Perioperative pathways reduce paperwork
Because of the low risk of infection related to the lap choly procedure, routine use of pre-op antibiotics has been curtailed, Addy-Keller says. Nurses particularly appreciate the time savings the pathway provides, she says. "Everybody likes the idea of documentation on the pathway," says Addy-Keller. Exceptions to the pathway are noted on a variation sheet, she says. The pathway includes physicians’ standing orders, and any changes must be noted by physicians, she says.
Promina Gwinnett Health System has also just implemented a complete perioperative pathway, including the intraoperative phase, which can be used for most outpatient procedures, says Mary Nash, RN, CNOR, director of outpatient perioperative services.
For patients who undergo the lap choly procedure at Promina’s Joan Glancy Memorial Hospital, an outpatient facility, the pathway begins with an interview a few days before surgery, and continues on through the preoperative and intraoperative stages, as well as phase one and phase two of recovery. Patients stay in the clinic for about six hours of observation before being placed on the hospital lap choly pathway.
One major advantage of the perioperative pathway is that it dramatically cuts paperwork through documenting by exception, says Nash. "Sometimes when we’re doing these very short cases, it takes longer to do the documentation than it does to do the procedure," she says. "We do have to write variations, but we’ve established standard practices and set up guidelines about what gets included where. When you chart that something happened, then that’s all you do. You don’t have to chart a lot of arratives."
As usual, docs are slow to buy in
Nash and Addy-Keller developed the perioperative pathway with the help of a team including representatives from the same-day surgery centers at both Gwinnett Medical Center and Glancy Memorial, the director of inpatient surgery services, two performance improvement chairpersons, the laser/endoscopy coordinator, a surgical clinical nurse specialist, and a nurse educator. Addy-Keller also sought input from each physician.
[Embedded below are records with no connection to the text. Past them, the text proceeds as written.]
//! Issue number canonicalisation.

use crate::consts::DIGIT_RUN_REGEX;

/// Canonicalise a numeric-looking issue token.
///
/// Integers come back without leading zeros (`"007"` becomes `"7"`), other
/// finite numbers in their shortest round-trippable decimal form (`"3.50"`
/// becomes `"3.5"`). Anything else, like `"Annual"`, is returned unchanged.
pub fn normalize(raw: &str) -> String {
    if let Ok(integer) = raw.parse::<i64>() {
        return integer.to_string();
    }
    match raw.parse::<f64>() {
        Ok(float) if float.is_finite() => float.to_string(),
        _ => raw.to_string(),
    }
}

/// The first maximal run of ASCII digits in `text`, normalised, or an empty
/// string if `text` has no digits.
pub fn first_digit_run(text: &str) -> String {
    DIGIT_RUN_REGEX.find(text).map(|run| normalize(run.as_str())).unwrap_or_default()
}

#[cfg(test)]
mod tests {
    use super::*;
    use rstest::rstest;

    #[rstest]
    #[case("007", "7")]
    #[case("0", "0")]
    #[case("000", "0")]
    #[case("42", "42")]
    #[case("+12", "12")]
    #[case("-3", "-3")]
    #[case("3.50", "3.5")]
    #[case("3.0", "3")]
    #[case("0.25", "0.25")]
    #[case("Annual", "Annual")]
    #[case("12a", "12a")]
    #[case("", "")]
    #[case("inf", "inf")]
    #[case("NaN", "NaN")]
    fn test_normalize(#[case] raw: &str, #[case] expected: &str) {
        assert_eq!(normalize(raw), expected);
    }

    #[test]
    fn test_normalize_beyond_integer_range() {
        // Too large for an integer, still a valid float.
        assert_eq!(normalize("99999999999999999999"), "100000000000000000000");
    }

    #[rstest]
    #[case("Issue 007 (2019)", "7")]
    #[case("#12", "12")]
    #[case("v2 010", "2")]
    #[case("Annual", "")]
    #[case("", "")]
    #[case("١٢", "")]
    fn test_first_digit_run(#[case] text: &str, #[case] expected: &str) {
        assert_eq!(first_digit_run(text), expected);
    }
}
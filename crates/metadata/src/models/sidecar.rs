/// Raw field values of a `ComicInfo.xml` sidecar.
///
/// Missing elements are empty strings. Values are kept exactly as decoded
/// (untrimmed); see [`ResolvedMetadata::from_sidecar`](super::ResolvedMetadata::from_sidecar).
#[derive(Debug, Clone, Default, PartialEq, Eq, Hash)]
pub struct SidecarRecord {
    pub title: String,
    pub number: String,
    pub issue: String,
    pub series: String,
    pub publisher: String,
    pub summary: String,
}

impl SidecarRecord {
    /// Slot for a recognised child element of the root, if any.
    pub(crate) fn field_mut(&mut self, element: &[u8]) -> Option<&mut String> {
        Some(match element {
            b"Title" => &mut self.title,
            b"Number" => &mut self.number,
            b"Issue" => &mut self.issue,
            b"Series" => &mut self.series,
            b"Publisher" => &mut self.publisher,
            b"Summary" => &mut self.summary,
            _ => return None,
        })
    }
}

/// Whether an entry name designates a sidecar: its lowercased form contains
/// `comicinfo.xml` anywhere.
pub fn is_sidecar(entry_name: &str) -> bool {
    entry_name.to_lowercase().contains(crate::consts::SIDECAR_TOKEN)
}
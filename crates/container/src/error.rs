//! Container Error Types
//!
//! This module provides structured errors using `exn` for automatic location
//! tracking and error tree construction.

use derive_more::{Display, Error};

/// A container error with automatic location tracking.
pub type Error = exn::Exn<ErrorKind>;
/// Result type alias for container operations.
pub type Result<T> = std::result::Result<T, Error>;

/// Actionable error categories.
///
/// These describe what the caller should *do*, not what went wrong internally.
#[derive(Debug, Display, Error, Clone, PartialEq, Eq)]
pub enum ErrorKind {
    /// The declared file name does not carry a supported container extension.
    /// Nothing has been read from the archive.
    #[display("unsupported archive format: {_0}")]
    UnsupportedFormat(#[error(not(source))] String),
    /// The container header or an entry's content could not be decoded.
    /// Don't retry with the same input.
    #[display("corrupt archive: {_0}")]
    CorruptArchive(#[error(not(source))] String),
    /// Entry content was requested without a current entry, or after the
    /// current entry's content had already been consumed.
    #[display("no entry content is available to read")]
    NoCurrentEntry,
    /// Writing entry content into the caller's writer failed. The archive
    /// itself decoded fine.
    #[display("failed to write entry content")]
    Sink,
}

impl ErrorKind {
    /// Returns `true` if retrying might succeed.
    pub fn is_retryable(&self) -> bool {
        // Archive decoding is deterministic; the same bytes fail the same way.
        false
    }
}
//! Ingest Error Types
//!
//! The kinds here are the ones surfaced to the caller (usually an HTTP
//! handler mapping them to status codes). Lower-level container errors are
//! kept as children of the error tree for diagnostics.

use cbx_container::error::{Error as ContainerError, ErrorKind as ContainerErrorKind};
use derive_more::{Display, Error};
use std::path::PathBuf;

/// An ingest error with automatic location tracking.
pub type Error = exn::Exn<ErrorKind>;
/// Result type alias for ingest operations.
pub type Result<T> = std::result::Result<T, Error>;

#[derive(Debug, Display, Error, Clone, PartialEq, Eq)]
pub enum ErrorKind {
    /// The declared file name is not a `.cbz` or `.cbr`.
    #[display("unsupported archive format: {_0}")]
    UnsupportedFormat(#[error(not(source))] String),
    /// The container, or one of its entries, could not be decoded.
    #[display("corrupt archive: {_0}")]
    CorruptArchive(#[error(not(source))] String),
    /// The archive holds no files at all.
    #[display("empty archive: {_0}")]
    EmptyArchive(#[error(not(source))] String),
    /// Writing or renaming a page on disk failed. Pages already in place are
    /// left there.
    #[display("failed to extract pages at {}", _0.display())]
    ExtractionFailed(#[error(not(source))] PathBuf),
}

impl ErrorKind {
    /// Returns `true` if retrying might succeed.
    pub fn is_retryable(&self) -> bool {
        // Decoding is deterministic; disk failures need an operator.
        false
    }
}

/// Raise a container failure into the matching ingest kind for `file_name`.
#[track_caller]
pub(crate) fn archive_error(err: ContainerError, file_name: &str) -> Error {
    let kind = match &*err {
        ContainerErrorKind::UnsupportedFormat(name) => ErrorKind::UnsupportedFormat(name.clone()),
        _ => ErrorKind::CorruptArchive(file_name.to_string()),
    };
    err.raise(kind)
}

#[cfg(test)]
mod tests {
    use super::*;
    use exn::ResultExt;

    #[test]
    fn test_display() {
        let kind = ErrorKind::ExtractionFailed(PathBuf::from("/srv/pages/0.jpg"));
        assert_eq!(kind.to_string(), "failed to extract pages at /srv/pages/0.jpg");
        assert!(!kind.is_retryable());
    }

    #[test]
    fn test_archive_error_mapping() {
        let unsupported: ContainerError = ContainerErrorKind::UnsupportedFormat("a.pdf".to_string()).into();
        assert_eq!(*archive_error(unsupported, "a.pdf"), ErrorKind::UnsupportedFormat("a.pdf".to_string()));

        let result: cbx_container::error::Result<()> =
            Err(std::io::Error::other("boom")).or_raise(|| ContainerErrorKind::CorruptArchive("001.jpg".to_string()));
        let err = archive_error(result.unwrap_err(), "Saga 01.cbz");
        assert_eq!(*err, ErrorKind::CorruptArchive("Saga 01.cbz".to_string()));
        assert_eq!(err.frame().children().len(), 1);
    }
}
Most physicians have adapted well to the lap choly pathway, but Addy-Keller acknowledges that gaining physician acceptance isn’t always easy. While some are "champions" of the effort to improve both efficiency and quality, others are resistant to change, she says.
Physicians are not required to use the pathways, she says. Some physicians fear that the pathways remove their autonomy, Addy-Keller says. "This isn’t taking away their autonomy," she says. "It’s standardizing practice." Physicians still make individual decisions about patients as necessary.
To gain physician acceptance, Addy-Keller often meets with physicians one on one. She also posts a list of physicians who are using the pathway and its standing orders, which provides some peer pressure.
For more information about Promina Gwinnett’s lap choly clinical pathway, contact:
Judy Addy-Keller, Director of Coordinated Care, Promina Gwinnett Health System, P.O. Box 348, Lawrenceville, GA 30246. Telephone: (770) 995-4643. Fax: (770) 682-2249.
Mary Nash, RN, CNOR, director of outpatient perioperative services at Promina Gwinnett Health System. Telephone: (770) 995-4179.
Judy Skinner, RN, director of inpatient perioperative services at Promina Gwinnett Health System. Telephone: (770) 995-4662.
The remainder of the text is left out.